Don Principe (his connections are pictured below), a 15-year-old Hanoverian stallion standing at Hilltop Farm in Cecil County, received the Maryland Touch of Class award on June 23 in the Tea Barn at Fair Hill. This is the third time a Hilltop stallion has been honored with a Touch of Class award, previous winners being Royal Prince (2012) and Qredit (2013). Don Principe is owned by Maryanna Haymon (Columbus, NC). He is currently ranked as the nation’s leading sire of dressage horses by the U.S. Equestrian Federation.
The award is named after the Maryland-bred Thoroughbred mare Touch of Class (registered with the Jockey Club as Stillaspill), who won two gold medals in the 1984 Olympics; it is given in recognition of the national or international achievements of Maryland horses, horsemen and horse businesses.
Anthony Brown and Ken Ulman dominated the Maryland’s Democratic gubernatorial primary on June 24, defeating Attorney General Doug Gansler and Del. Heather Mizeur.
Both Brown and Ulman are known to the Maryland racing industry.

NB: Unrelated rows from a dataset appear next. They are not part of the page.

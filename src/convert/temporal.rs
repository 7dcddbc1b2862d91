// Copyright (c) 2025 ADBC Drivers Contributors
//
// Licensed under the Apache License, Version 2.0 (the "License");
// you may not use this file except in compliance with the License.
// You may obtain a copy of the License at
//
//     http://www.apache.org/licenses/LICENSE-2.0
//
// Unless required by applicable law or agreed to in writing, software
// distributed under the License is distributed on an "AS IS" BASIS,
// WITHOUT WARRANTIES OR CONDITIONS OF ANY KIND, either express or implied.
// See the License for the specific language governing permissions and
// limitations under the License.

//! Parsers for the textual temporal grammar used on the wire.
//!
//! ```text
//! date      = YYYY-MM-DD
//! time      = HH:MM:SS[.fraction][[ ]zone]
//! timestamp = date SPACE time
//! zone      = +HH:MM | -HH:MM | zone-name
//! ```
//!
//! Fractions carry up to 9 significant digits; anything beyond is truncated.

use crate::convert::value::{Zone, ZonedDateTime, ZonedTime};
use chrono::{FixedOffset, NaiveDate, NaiveTime};
use chrono_tz::Tz;

const MAX_FRACTION_DIGITS: usize = 9;

pub(crate) fn parse_date(input: &str) -> Result<NaiveDate, String> {
    NaiveDate::parse_from_str(input, "%Y-%m-%d")
        .map_err(|e| format!("invalid date {:?}: {}", input, e))
}

pub(crate) fn parse_time(input: &str) -> Result<ZonedTime, String> {
    let (time, rest) = parse_clock(input)?;
    let zone = parse_zone(rest)?;
    Ok(ZonedTime { time, zone })
}

pub(crate) fn parse_timestamp(input: &str) -> Result<ZonedDateTime, String> {
    let (date, clock) = input
        .split_once(' ')
        .ok_or_else(|| format!("invalid timestamp {:?}: missing time", input))?;
    let date = parse_date(date)?;
    let (time, rest) = parse_clock(clock)?;
    let zone = parse_zone(rest)?;
    Ok(ZonedDateTime {
        datetime: date.and_time(time),
        zone,
    })
}

/// Parse `HH:MM:SS[.fraction]` and return the unparsed remainder.
fn parse_clock(input: &str) -> Result<(NaiveTime, &str), String> {
    let bytes = input.as_bytes();
    if bytes.len() < 8 || !bytes[..8].is_ascii() || bytes[2] != b':' || bytes[5] != b':' {
        return Err(format!("invalid time {:?}", input));
    }
    let field = |range: std::ops::Range<usize>| -> Result<u32, String> {
        input[range]
            .parse::<u32>()
            .map_err(|_| format!("invalid time {:?}", input))
    };
    let hour = field(0..2)?;
    let minute = field(3..5)?;
    let second = field(6..8)?;

    let mut rest = &input[8..];
    let mut nanos = 0u32;
    if let Some(fraction) = rest.strip_prefix('.') {
        let digits = fraction
            .bytes()
            .take_while(|b| b.is_ascii_digit())
            .count();
        let kept = &fraction[..digits.min(MAX_FRACTION_DIGITS)];
        if !kept.is_empty() {
            let scale = 10u32.pow((MAX_FRACTION_DIGITS - kept.len()) as u32);
            nanos = kept
                .parse::<u32>()
                .map_err(|_| format!("invalid fraction in {:?}", input))?
                * scale;
        }
        rest = &fraction[digits..];
    }

    let time = NaiveTime::from_hms_nano_opt(hour, minute, second, nanos)
        .ok_or_else(|| format!("time out of range {:?}", input))?;
    Ok((time, rest))
}

fn parse_zone(rest: &str) -> Result<Zone, String> {
    let zone = rest.trim();
    if zone.is_empty() {
        return Ok(Zone::Local);
    }
    if zone.starts_with('+') || zone.starts_with('-') {
        return parse_offset(zone).map(Zone::Fixed);
    }
    if zone == "UTC" || zone == "Z" {
        return Ok(Zone::Named(Tz::UTC));
    }
    zone.parse::<Tz>()
        .map(Zone::Named)
        .map_err(|_| format!("unknown time zone {:?}", zone))
}

fn parse_offset(zone: &str) -> Result<FixedOffset, String> {
    let sign = if zone.starts_with('-') { -1 } else { 1 };
    let body = &zone[1..];
    let (hours, minutes) = match body.split_once(':') {
        Some((h, m)) => (h, m),
        None if body.len() == 4 && body.is_ascii() => body.split_at(2),
        None => (body, "0"),
    };
    let hours: i32 = hours
        .parse()
        .map_err(|_| format!("invalid zone offset {:?}", zone))?;
    let minutes: i32 = minutes
        .parse()
        .map_err(|_| format!("invalid zone offset {:?}", zone))?;
    FixedOffset::east_opt(sign * (hours * 3600 + minutes * 60))
        .ok_or_else(|| format!("zone offset out of range {:?}", zone))
}

#[cfg(test)]
mod tests {
    use super::*;

    fn hms_nano(h: u32, m: u32, s: u32, n: u32) -> NaiveTime {
        NaiveTime::from_hms_nano_opt(h, m, s, n).unwrap()
    }

    fn offset(seconds: i32) -> Zone {
        Zone::Fixed(FixedOffset::east_opt(seconds).unwrap())
    }

    #[test]
    fn test_parse_date() {
        assert_eq!(
            parse_date("2017-07-10").unwrap(),
            NaiveDate::from_ymd_opt(2017, 7, 10).unwrap()
        );
        assert!(parse_date("2017-13-10").is_err());
        assert!(parse_date("not a date").is_err());
    }

    #[test]
    fn test_parse_time_without_zone_is_local() {
        let parsed = parse_time("01:02:03.000").unwrap();
        assert_eq!(parsed.time, hms_nano(1, 2, 3, 0));
        assert_eq!(parsed.zone, Zone::Local);

        let parsed = parse_time("01:02:03").unwrap();
        assert_eq!(parsed.time, hms_nano(1, 2, 3, 0));
    }

    #[test]
    fn test_parse_time_zone_suffixes() {
        let cases = [
            ("01:02:03.000 UTC", Zone::Named(Tz::UTC)),
            ("01:02:03.000 +03:00", offset(3 * 3600)),
            ("01:02:03.000+03:00", offset(3 * 3600)),
            ("01:02:03.000 -05:00", offset(-5 * 3600)),
            ("01:02:03.000-05:00", offset(-5 * 3600)),
            (
                "01:02:03.000 Europe/Paris",
                Zone::Named(chrono_tz::Europe::Paris),
            ),
        ];
        for (input, zone) in cases {
            let parsed = parse_time(input).unwrap();
            assert_eq!(parsed.time, hms_nano(1, 2, 3, 0), "{}", input);
            assert_eq!(parsed.zone, zone, "{}", input);
        }
    }

    #[test]
    fn test_fraction_precision() {
        assert_eq!(parse_time("01:02:03.1").unwrap().time, hms_nano(1, 2, 3, 100_000_000));
        assert_eq!(
            parse_time("01:02:03.123456789").unwrap().time,
            hms_nano(1, 2, 3, 123_456_789)
        );
        // Picosecond precision is truncated, never rounded up.
        assert_eq!(
            parse_time("01:02:03.999999999999").unwrap().time,
            hms_nano(1, 2, 3, 999_999_999)
        );
    }

    #[test]
    fn test_parse_timestamp_with_named_zone() {
        let parsed = parse_timestamp("2017-07-10 01:02:03.123456789 Europe/Paris").unwrap();
        assert_eq!(
            parsed.datetime,
            NaiveDate::from_ymd_opt(2017, 7, 10)
                .unwrap()
                .and_time(hms_nano(1, 2, 3, 123_456_789))
        );
        assert_eq!(parsed.zone, Zone::Named(chrono_tz::Europe::Paris));
    }

    #[test]
    fn test_parse_timestamp_offsets() {
        let parsed = parse_timestamp("2017-07-10 01:02:03.000-04:00").unwrap();
        assert_eq!(parsed.zone, offset(-4 * 3600));
        let parsed = parse_timestamp("2017-07-10 01:02:03.000 +03:00").unwrap();
        assert_eq!(parsed.zone, offset(3 * 3600));
        let parsed = parse_timestamp("2017-07-10 01:02:03.000").unwrap();
        assert_eq!(parsed.zone, Zone::Local);
    }

    #[test]
    fn test_invalid_inputs() {
        assert!(parse_time("1:02:03").is_err());
        assert!(parse_time("25:00:00").is_err());
        assert!(parse_time("01:02:03 Mars/Olympus").is_err());
        assert!(parse_timestamp("2017-07-10").is_err());
        assert!(parse_timestamp("2017-07-10 01:02:03 +aa:00").is_err());
    }
}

On Wednesday, June 18th, six flat-shod Tennessee Walking Horses gaited their way to Capitol Hill in Washington, DC to show support for the PAST Act.
Prevent All Soring Tactics Act, or (PAST Act H.R. 1518/S. 1406) will end “soring” among the small sector of the Tennessee Walking Horse, Spotted Saddle Horse and Racking Horse groups who use the tactic to produce the “big lick” gaits. Practices include dressing the front legs of the horses with caustic chemicals to make them sensitive so they will lift their legs higher. This legislation will also eliminate heavy shoes and stacks (tall wooden “pads”) and other “action devices,” and it will eliminate the failed self-regulation programs that currently exist and put that regulation into the hands of the USDA for better enforcement.
Included among the selected six supporters were Marylander Denise Parsons and her Walker, I’m Royal Flash, a.k.a. Benny, a multiple year-end award winner who participates in versatility events such as gaited dressage and trail obstacle classes in addition to the traditional English and Western rail classes. Benny is a registered Tennessee Walking Horse and is one of Denise’s favorite trail companions.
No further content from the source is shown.